Ma è proprio il secondo singolo uscito, Ritchie Sacramento, dedicato all’amico scomparso David Berman, che stupisce più di tutti: sappiamo bene che quando i Mogwai decidono di cantare, sanno trasformare il dolore in parole con una perfezione che soltanto alle volte il suono di una chitarra senza voce sa fare. Ritchie è la diretta discendente di C.O.D.Y., più pop se vogliamo darle una definizione, più shoegaze, ma scritta con una profonda maestria che la rende un capolavoro.

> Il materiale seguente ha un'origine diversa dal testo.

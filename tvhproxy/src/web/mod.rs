//! HTTP emulation surface.
//!
//! Serves the device description, channel lineup, and stream passthrough
//! endpoints DVR clients use once discovery has pointed them at the
//! base URL.

pub mod api;

use std::net::SocketAddr;
use std::sync::Arc;

use axum::routing::get;
use axum::Router;
use log::info;
use tokio_util::sync::CancellationToken;
use tower_http::trace::TraceLayer;

use crate::config::Settings;
use crate::tvheadend::TvheadendClient;

/// Shared state for HTTP handlers.
pub struct WebState {
    pub settings: Arc<Settings>,
    pub tvheadend: TvheadendClient,
}

/// Build the emulation router.
pub fn router(settings: Arc<Settings>, tvheadend: TvheadendClient) -> Router {
    let state = Arc::new(WebState {
        settings,
        tvheadend,
    });

    Router::new()
        .route("/", get(api::discover))
        .route("/discover.json", get(api::discover))
        .route("/device.xml", get(api::device_xml))
        .route("/lineup_status.json", get(api::lineup_status))
        .route("/lineup.json", get(api::lineup))
        .route("/lineup.post", get(api::lineup_post).post(api::lineup_post))
        .route("/auto/:channel", get(api::stream))
        .route("/tuner0/:channel", get(api::stream))
        .route("/tuner1/:channel", get(api::stream))
        .route("/tuner2/:channel", get(api::stream))
        .route("/tuner3/:channel", get(api::stream))
        .fallback(api::not_found)
        .layer(TraceLayer::new_for_http())
        .with_state(state)
}

/// Serve the emulation surface until shutdown is requested or the socket
/// fails.
pub async fn start_web_server(
    listen: SocketAddr,
    settings: Arc<Settings>,
    tvheadend: TvheadendClient,
    shutdown: CancellationToken,
) -> std::io::Result<()> {
    let app = router(settings, tvheadend);
    let listener = tokio::net::TcpListener::bind(listen).await?;
    info!("HTTP emulation surface on http://{}", listener.local_addr()?);
    axum::serve(listener, app)
        .with_graceful_shutdown(shutdown.cancelled_owned())
        .await
}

Non che nel 2021 i Mogwai abbiano bisogno di essere nuovamente definiti, d’altronde sono i colossi e le colonne portanti di un intero movimento musicale, ma quello che apprezzo di più è la loro completa libertà di fare quello che vogliono, e quindi possono indugiare sul filone più classico della loro produzione, come Drive the nail, lasciarsi andare a suoni più grezzi come in Ceiling Granny (personalmente uno dei pezzi che preferisco), elaborare preziose collaborazioni come quella con gli Atticus Ross in Midnight Flit, che rende epico un brano se volete molto manierista, oppure essere autoironici, proprio come è nella loro natura, con It’s what I want to do mum, dove il pubblico a cui si rivolgono è visto come una madre, un po’ scettica sul futuro del suo unico figlio e la canzone, di stampo Auto Rock diventa quasi un grido di affermazione che dice “ho sempre voluto fare questo, e continuerò a farlo”. E non c’è bisogno di molte argomentazioni per convincerci.
Ma l’essenza che continua e continuerà a permeare ogni canzone dei Mogwai è quella di trasportarti in un luogo altro rispetto al reale, perché la musica ha una funziona di escapismo dalla vita quotidiana, ti tira fuori dal tuo contesto e ti fa vedere l’universo dall’alto. A meno che, come dice Stuart Braithwaite, tu non sia già in un posto bellissimo, allora che senso ha ascoltare della musica così strana?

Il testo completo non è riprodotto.